Oh, the levels in that statement.

She necklaced President Trump with his own words — in his case uttered early this month to shrug off a covid-19 death rate that had spiraled out of control. In her case, used this week to remind us of a man who has treated a global pandemic like a hoax, a fleeting threat that will just “go away.”

For Trump, those words were a statement of derision and apathy, delivered with a shrug of the shoulder and what looked like a smirk, as if he was offended that reporters, voters or the citizens of the world expected him to come up with a plan for the pandemic.

It’s the kind of move you’d expect to hear from Liam Neeson in one of his many kidnapping movies. The phrase has been synonymous with “deal with it” or “so what’s to be done, really?” A question that doesn’t really beg for an answer because “absolutely nothing” is the presumed response.

In Michelle Obama’s hands, the words were a statement of agency and action.

“Let me be as honest and clear as I possibly can: Donald Trump is the wrong president for our country. He has had more than enough time to prove that he can do the job, but he is clearly in over his head. He cannot meet this moment. He simply cannot be who we need him to be for us.”

And then those five words.

“It is what it is.”

A statement as powerful as this would normally be adorned by cheers and applause in the roar of a convention hall. The camera would cut away to all those tall lollipop signs with her name spelled out in patriotic colors. But with no pageantry, the words hung in the air with savage clarity.

The viewers were hunkered down and she was, too, sitting in a lamp-lit den that made the whole thing feel like one of those conversations you have at the kitchen table when you need unvarnished advice. Her tone was serious and measured, floating a few notes below the actual sting of the words. That “tell it like it is” superpower on full display.

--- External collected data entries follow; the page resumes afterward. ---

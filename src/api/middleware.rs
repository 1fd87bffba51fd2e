//! API middleware
//!
//! Contains middleware for:
//! - Authentication (JWT bearer token validation)
//! - Authorization (role checking)
//! - Per-client rate limiting
//!
//! plus the shared application state, the JSON error type and the
//! media type negotiation used by the employee list endpoint.

use axum::{
    extract::{rejection::JsonRejection, ConnectInfo, FromRequestParts, Request, State},
    http::{header, request::Parts, HeaderMap, HeaderValue, StatusCode},
    middleware::Next,
    response::{IntoResponse, Response},
    Json,
};
use jsonwebtoken::{decode, Algorithm, DecodingKey, Validation};
use serde::{Deserialize, Deserializer, Serialize};
use std::net::{IpAddr, Ipv4Addr, SocketAddr};
use std::sync::Arc;

use crate::config::{AuthConfig, PagingConfig};
use crate::models::InvalidInput;
use crate::services::links::is_valid_accept;
use crate::services::{
    CompanyService, CompanyServiceError, EmployeeService, EmployeeServiceError,
    RequestRateLimiter, RouteContext,
};

/// Role allowed to list every company
pub const MANAGER_ROLE: &str = "Manager";

/// Application state shared across handlers
#[derive(Clone)]
pub struct AppState {
    pub company_service: Arc<CompanyService>,
    pub employee_service: Arc<EmployeeService>,
    pub rate_limiter: Arc<RequestRateLimiter>,
    pub paging: PagingConfig,
    pub auth: Arc<AuthConfig>,
}

// ============================================================================
// Errors
// ============================================================================

/// API error response
#[derive(Debug, Serialize, Deserialize)]
pub struct ApiError {
    pub error: ApiErrorDetail,
}

#[derive(Debug, Serialize, Deserialize)]
pub struct ApiErrorDetail {
    pub code: String,
    pub message: String,
    #[serde(skip_serializing_if = "Option::is_none")]
    pub details: Option<serde_json::Value>,
}

impl ApiError {
    pub fn new(code: impl Into<String>, message: impl Into<String>) -> Self {
        Self {
            error: ApiErrorDetail {
                code: code.into(),
                message: message.into(),
                details: None,
            },
        }
    }

    pub fn with_details(
        code: impl Into<String>,
        message: impl Into<String>,
        details: serde_json::Value,
    ) -> Self {
        Self {
            error: ApiErrorDetail {
                code: code.into(),
                message: message.into(),
                details: Some(details),
            },
        }
    }

    pub fn unauthorized(message: impl Into<String>) -> Self {
        Self::new("UNAUTHORIZED", message)
    }

    pub fn forbidden(message: impl Into<String>) -> Self {
        Self::new("FORBIDDEN", message)
    }

    pub fn not_found(message: impl Into<String>) -> Self {
        Self::new("NOT_FOUND", message)
    }

    pub fn bad_request(message: impl Into<String>) -> Self {
        Self::new("BAD_REQUEST", message)
    }

    pub fn validation_error(message: impl Into<String>) -> Self {
        Self::new("VALIDATION_ERROR", message)
    }

    pub fn internal_error(message: impl Into<String>) -> Self {
        Self::new("INTERNAL_ERROR", message)
    }

    /// Status code for this error's code
    pub fn status(&self) -> StatusCode {
        match self.error.code.as_str() {
            "BAD_REQUEST" | "VALIDATION_ERROR" => StatusCode::BAD_REQUEST,
            "UNAUTHORIZED" => StatusCode::UNAUTHORIZED,
            "FORBIDDEN" => StatusCode::FORBIDDEN,
            "NOT_FOUND" => StatusCode::NOT_FOUND,
            "UNPROCESSABLE_ENTITY" => StatusCode::UNPROCESSABLE_ENTITY,
            "RATE_LIMIT" => StatusCode::TOO_MANY_REQUESTS,
            _ => StatusCode::INTERNAL_SERVER_ERROR,
        }
    }
}

impl IntoResponse for ApiError {
    fn into_response(self) -> Response {
        let status = self.status();
        (status, Json(self)).into_response()
    }
}

impl From<InvalidInput> for ApiError {
    fn from(invalid: InvalidInput) -> Self {
        let details = serde_json::to_value(&invalid.fields).unwrap_or_default();
        Self::with_details(
            "UNPROCESSABLE_ENTITY",
            "One or more validation errors occurred.",
            details,
        )
    }
}

impl From<CompanyServiceError> for ApiError {
    fn from(e: CompanyServiceError) -> Self {
        match e {
            CompanyServiceError::NotFound(message) => Self::not_found(message),
            CompanyServiceError::BadRequest(message) => Self::bad_request(message),
            CompanyServiceError::InvalidInput(invalid) => invalid.into(),
            CompanyServiceError::InternalError(e) => {
                tracing::error!("Company request failed: {:#}", e);
                Self::internal_error("Internal Server Error")
            }
        }
    }
}

impl From<EmployeeServiceError> for ApiError {
    fn from(e: EmployeeServiceError) -> Self {
        match e {
            EmployeeServiceError::NotFound(message) => Self::not_found(message),
            EmployeeServiceError::ValidationError(message) => Self::validation_error(message),
            EmployeeServiceError::InvalidInput(invalid) => invalid.into(),
            EmployeeServiceError::InternalError(e) => {
                tracing::error!("Employee request failed: {:#}", e);
                Self::internal_error("Internal Server Error")
            }
        }
    }
}

// ============================================================================
// Authentication
// ============================================================================

/// Claims read from a bearer token
#[derive(Debug, Clone, Serialize, Deserialize)]
pub struct Claims {
    pub sub: String,
    pub exp: usize,
    pub iss: String,
    pub aud: String,
    /// Roles, sent either as a single string or an array
    #[serde(default, alias = "role", deserialize_with = "one_or_many")]
    pub roles: Vec<String>,
}

impl Claims {
    pub fn has_role(&self, role: &str) -> bool {
        self.roles.iter().any(|r| r == role)
    }
}

fn one_or_many<'de, D>(deserializer: D) -> Result<Vec<String>, D::Error>
where
    D: Deserializer<'de>,
{
    #[derive(Deserialize)]
    #[serde(untagged)]
    enum OneOrMany {
        One(String),
        Many(Vec<String>),
    }

    Ok(match OneOrMany::deserialize(deserializer)? {
        OneOrMany::One(role) => vec![role],
        OneOrMany::Many(roles) => roles,
    })
}

/// Authenticated caller stored in request extensions
#[derive(Debug, Clone)]
pub struct AuthenticatedUser(pub Claims);

/// Extract the bearer token from the Authorization header
pub fn extract_bearer_token(headers: &HeaderMap) -> Option<&str> {
    let token = headers
        .get(header::AUTHORIZATION)?
        .to_str()
        .ok()?
        .strip_prefix("Bearer ")?
        .trim();
    if token.is_empty() {
        None
    } else {
        Some(token)
    }
}

/// Check signature, expiry, issuer and audience of `token`
pub fn validate_jwt(token: &str, auth: &AuthConfig) -> Result<Claims, jsonwebtoken::errors::Error> {
    let mut validation = Validation::new(Algorithm::HS256);
    validation.set_issuer(&[auth.valid_issuer.as_str()]);
    validation.set_audience(&[auth.valid_audience.as_str()]);

    let data = decode::<Claims>(
        token,
        &DecodingKey::from_secret(auth.jwt_secret.as_bytes()),
        &validation,
    )?;
    Ok(data.claims)
}

/// Middleware that requires a valid bearer token
pub async fn require_auth(
    State(state): State<AppState>,
    mut request: Request,
    next: Next,
) -> Result<Response, ApiError> {
    let token = extract_bearer_token(request.headers())
        .ok_or_else(|| ApiError::unauthorized("Missing authentication token"))?;

    let claims = validate_jwt(token, &state.auth).map_err(|e| {
        tracing::debug!("Rejected bearer token: {}", e);
        ApiError::unauthorized("Invalid or expired token")
    })?;

    request.extensions_mut().insert(AuthenticatedUser(claims));
    Ok(next.run(request).await)
}

/// Middleware that requires the Manager role (must run after `require_auth`)
pub async fn require_manager(request: Request, next: Next) -> Result<Response, ApiError> {
    let user = request
        .extensions()
        .get::<AuthenticatedUser>()
        .ok_or_else(|| ApiError::unauthorized("Authentication required"))?;

    if !user.0.has_role(MANAGER_ROLE) {
        return Err(ApiError::forbidden("Manager role required"));
    }

    Ok(next.run(request).await)
}

// ============================================================================
// Rate limiting
// ============================================================================

/// Client IP from proxy headers, falling back to the socket address
pub fn extract_ip_address(headers: &HeaderMap, peer: Option<SocketAddr>) -> Option<IpAddr> {
    // X-Forwarded-For: first entry is the original client
    if let Some(forwarded) = headers.get("x-forwarded-for").and_then(|h| h.to_str().ok()) {
        if let Some(ip) = forwarded.split(',').next().and_then(|ip| ip.trim().parse().ok()) {
            return Some(ip);
        }
    }

    if let Some(ip) = headers
        .get("x-real-ip")
        .and_then(|h| h.to_str().ok())
        .and_then(|ip| ip.trim().parse().ok())
    {
        return Some(ip);
    }

    peer.map(|addr| addr.ip())
}

/// Middleware enforcing the per-client request limit
pub async fn rate_limit(
    State(state): State<AppState>,
    request: Request,
    next: Next,
) -> Response {
    let peer = request
        .extensions()
        .get::<ConnectInfo<SocketAddr>>()
        .map(|info| info.0);
    let ip = extract_ip_address(request.headers(), peer)
        .unwrap_or(IpAddr::V4(Ipv4Addr::UNSPECIFIED));

    let decision = state.rate_limiter.check(ip).await;

    let mut response = if decision.allowed {
        next.run(request).await
    } else {
        tracing::warn!("Rate limit exceeded for {}", ip);
        let mut response = ApiError::with_details(
            "RATE_LIMIT",
            "API calls quota exceeded!",
            serde_json::json!({ "retry_after": decision.retry_after_secs }),
        )
        .into_response();
        response
            .headers_mut()
            .insert(header::RETRY_AFTER, HeaderValue::from(decision.retry_after_secs));
        response
    };

    let headers = response.headers_mut();
    headers.insert("x-rate-limit-limit", HeaderValue::from(decision.limit));
    headers.insert("x-rate-limit-remaining", HeaderValue::from(decision.remaining));
    response
}

// ============================================================================
// Content negotiation
// ============================================================================

/// Scheme and authority of the request, used to build absolute links
pub fn base_url(headers: &HeaderMap) -> String {
    let host = headers
        .get(header::HOST)
        .and_then(|h| h.to_str().ok())
        .filter(|h| !h.is_empty())
        .unwrap_or("localhost");
    let scheme = headers
        .get("x-forwarded-proto")
        .and_then(|h| h.to_str().ok())
        .unwrap_or("http");
    format!("{}://{}", scheme, host)
}

/// Negotiated route context; rejects requests without a usable Accept header
#[derive(Debug, Clone)]
pub struct MediaType(pub RouteContext);

impl<S> FromRequestParts<S> for MediaType
where
    S: Send + Sync,
{
    type Rejection = ApiError;

    async fn from_request_parts(parts: &mut Parts, _state: &S) -> Result<Self, Self::Rejection> {
        let accept = parts
            .headers
            .get(header::ACCEPT)
            .and_then(|h| h.to_str().ok())
            .map(str::trim)
            .filter(|accept| !accept.is_empty())
            .ok_or_else(|| ApiError::bad_request("Accept header is missing."))?;

        if !is_valid_accept(accept) {
            return Err(ApiError::bad_request(
                "Media type not present. Please add Accept header with the required media type.",
            ));
        }

        Ok(Self(RouteContext::from_accept(accept, base_url(&parts.headers))))
    }
}

/// Unwrap a JSON body, turning a missing or unreadable one into 400
pub fn require_body<T>(body: Result<Json<T>, JsonRejection>, name: &str) -> Result<T, ApiError> {
    match body {
        Ok(Json(value)) => Ok(value),
        Err(rejection) => {
            tracing::error!("{} object sent from client is null.", name);
            tracing::debug!("Rejected body: {}", rejection.body_text());
            Err(ApiError::bad_request(format!("{} object is null", name)))
        }
    }
}

// ============================================================================
// Cache Headers
// ============================================================================

/// Build Cache-Control header for API responses
pub fn cache_control_api(max_age: u32) -> String {
    format!("public, max-age={}", max_age)
}

/// Generate ETag from content
pub fn generate_etag(content: &[u8]) -> String {
    use std::collections::hash_map::DefaultHasher;
    use std::hash::{Hash, Hasher};
    let mut hasher = DefaultHasher::new();
    content.hash(&mut hasher);
    format!("\"{:x}\"", hasher.finish())
}

/// Check an `If-None-Match` value (`*` or a comma-separated list) against an ETag.
/// Weak comparison: the `W/` prefix is ignored on both sides.
pub fn etag_matches(if_none_match: Option<&str>, etag: &str) -> bool {
    let Some(value) = if_none_match else {
        return false;
    };
    let etag = etag.trim_start_matches("W/");
    value
        .split(',')
        .map(str::trim)
        .any(|candidate| candidate == "*" || candidate.trim_start_matches("W/") == etag)
}

/// JSON response carrying `ETag` and `Cache-Control`, or 304 when the client's
/// `If-None-Match` already names the current representation
pub fn cached_json<T: Serialize>(
    headers: &HeaderMap,
    data: &T,
    max_age: u32,
) -> Result<Response, ApiError> {
    let body = serde_json::to_vec(data).map_err(|e| {
        tracing::error!("Failed to serialize response: {}", e);
        ApiError::internal_error("Failed to serialize response")
    })?;
    let etag = generate_etag(&body);
    let cache_control = cache_control_api(max_age);

    let if_none_match = headers
        .get(header::IF_NONE_MATCH)
        .and_then(|value| value.to_str().ok());
    if etag_matches(if_none_match, &etag) {
        return Ok((
            StatusCode::NOT_MODIFIED,
            [(header::ETAG, etag), (header::CACHE_CONTROL, cache_control)],
        )
            .into_response());
    }

    Ok((
        StatusCode::OK,
        [
            (header::CONTENT_TYPE, "application/json".to_string()),
            (header::ETAG, etag),
            (header::CACHE_CONTROL, cache_control),
        ],
        body,
    )
        .into_response())
}
//! API layer - HTTP handlers and routing
//!
//! This module contains all HTTP API endpoints of the CompanyEmployees service.
//! It includes:
//! - Root document
//! - Company endpoints
//! - Employee endpoints nested under their company
//! - Authentication, rate limiting and content negotiation middleware

pub mod companies;
pub mod employees;
pub mod middleware;
pub mod root;

use axum::{
    http::{header, HeaderName, HeaderValue, Method},
    middleware as axum_middleware,
    Router,
};
use tower_http::cors::{AllowOrigin, Any, CorsLayer};
use tower_http::trace::TraceLayer;

pub use middleware::{cache_control_api, cached_json, ApiError, AppState, MediaType};

/// Build the API router (paths relative to `/api`)
pub fn build_api_router(state: AppState) -> Router<AppState> {
    Router::new()
        .merge(root::router())
        .merge(companies::router(state))
        .merge(employees::router())
}

/// Build the complete router with middleware
pub fn build_router(state: AppState, cors_origin: &str) -> Router {
    let cors = CorsLayer::new()
        .allow_origin(cors_allow_origin(cors_origin))
        .allow_methods([
            Method::GET,
            Method::HEAD,
            Method::POST,
            Method::PUT,
            Method::PATCH,
            Method::DELETE,
            Method::OPTIONS,
        ])
        .allow_headers([header::CONTENT_TYPE, header::AUTHORIZATION, header::ACCEPT])
        .expose_headers([
            HeaderName::from_static(employees::PAGINATION_HEADER),
            header::LOCATION,
        ]);

    Router::new()
        .nest("/api", build_api_router(state.clone()))
        .layer(axum_middleware::from_fn_with_state(
            state.clone(),
            middleware::rate_limit,
        ))
        .layer(cors)
        .layer(TraceLayer::new_for_http())
        .with_state(state)
}

/// `*` or an unparsable origin allows any origin
fn cors_allow_origin(cors_origin: &str) -> AllowOrigin {
    let origin = cors_origin.trim();
    if origin == "*" {
        return AllowOrigin::from(Any);
    }
    match origin.parse::<HeaderValue>() {
        Ok(value) => AllowOrigin::exact(value),
        Err(_) => {
            tracing::warn!("Invalid CORS origin '{}', allowing any origin", cors_origin);
            AllowOrigin::from(Any)
        }
    }
}


#[cfg(test)]
mod tests {
    use super::test_support::*;
    use super::*;
    use crate::services::RequestRateLimiter;
    use axum::http::StatusCode;

    #[tokio::test]
    async fn test_root_links() {
        let state = test_state().await;

        let request = axum::http::Request::builder()
            .uri("/api")
            .header(header::HOST, "api.test")
            .header(header::ACCEPT, crate::services::HATEOAS_MEDIA_TYPE)
            .body(axum::body::Body::empty())
            .unwrap();
        let response = send_request(&state, request).await;
        assert_eq!(response.status(), StatusCode::OK);

        let links = body_json(response).await;
        assert_eq!(links[0]["href"], "http://api.test/api");
        assert_eq!(links[1]["rel"], "companies");
        assert_eq!(links[2]["method"], "POST");
    }

    #[tokio::test]
    async fn test_root_without_hateoas_is_empty() {
        let state = test_state().await;

        let request = axum::http::Request::builder()
            .uri("/api")
            .header(header::ACCEPT, "application/json")
            .body(axum::body::Body::empty())
            .unwrap();
        let response = send_request(&state, request).await;
        assert_eq!(response.status(), StatusCode::NO_CONTENT);
    }

    #[tokio::test]
    async fn test_rate_limit_headers_and_rejection() {
        let limiter = RequestRateLimiter::with_limits(2, chrono::Duration::minutes(5));
        let state = test_state_with_limiter(limiter).await;

        let response = send(&state, Method::OPTIONS, "/api/companies", None, None).await;
        assert_eq!(response.headers()["x-rate-limit-limit"], "2");
        assert_eq!(response.headers()["x-rate-limit-remaining"], "1");

        send(&state, Method::OPTIONS, "/api/companies", None, None).await;

        let response = send(&state, Method::OPTIONS, "/api/companies", None, None).await;
        assert_eq!(response.status(), StatusCode::TOO_MANY_REQUESTS);
        assert!(response.headers().contains_key(header::RETRY_AFTER));
        assert_eq!(body_json(response).await["error"]["code"], "RATE_LIMIT");
    }

    #[tokio::test]
    async fn test_unknown_route_is_not_found() {
        let state = test_state().await;
        let response = send(&state, Method::GET, "/api/unknown/route/here", None, None).await;
        assert_eq!(response.status(), StatusCode::NOT_FOUND);
    }

    #[test]
    fn test_cors_allow_origin_accepts_bad_input() {
        let _ = cors_allow_origin("*");
        let _ = cors_allow_origin("http://localhost:3000");
        let _ = cors_allow_origin("bad\norigin");
    }
}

It’s certainly clear that Trump felt the sting. On Tuesday, he tried to repurpose the former first lady’s words, suggesting that she was the one who was in over her head because she had taped her speech several days earlier and therefore used a covid-19 death count that is now inaccurate.

What a strange correction. Yes, the death count has soared by about 20,000 souls. Things are much worse now than before. The president does not realize those soaring numbers will most certainly damn his legacy.

“It is what it is.”

When the former first lady said those five words, she reminded us that he is who he is and he won’t change unless the fall election delivers him a change of address.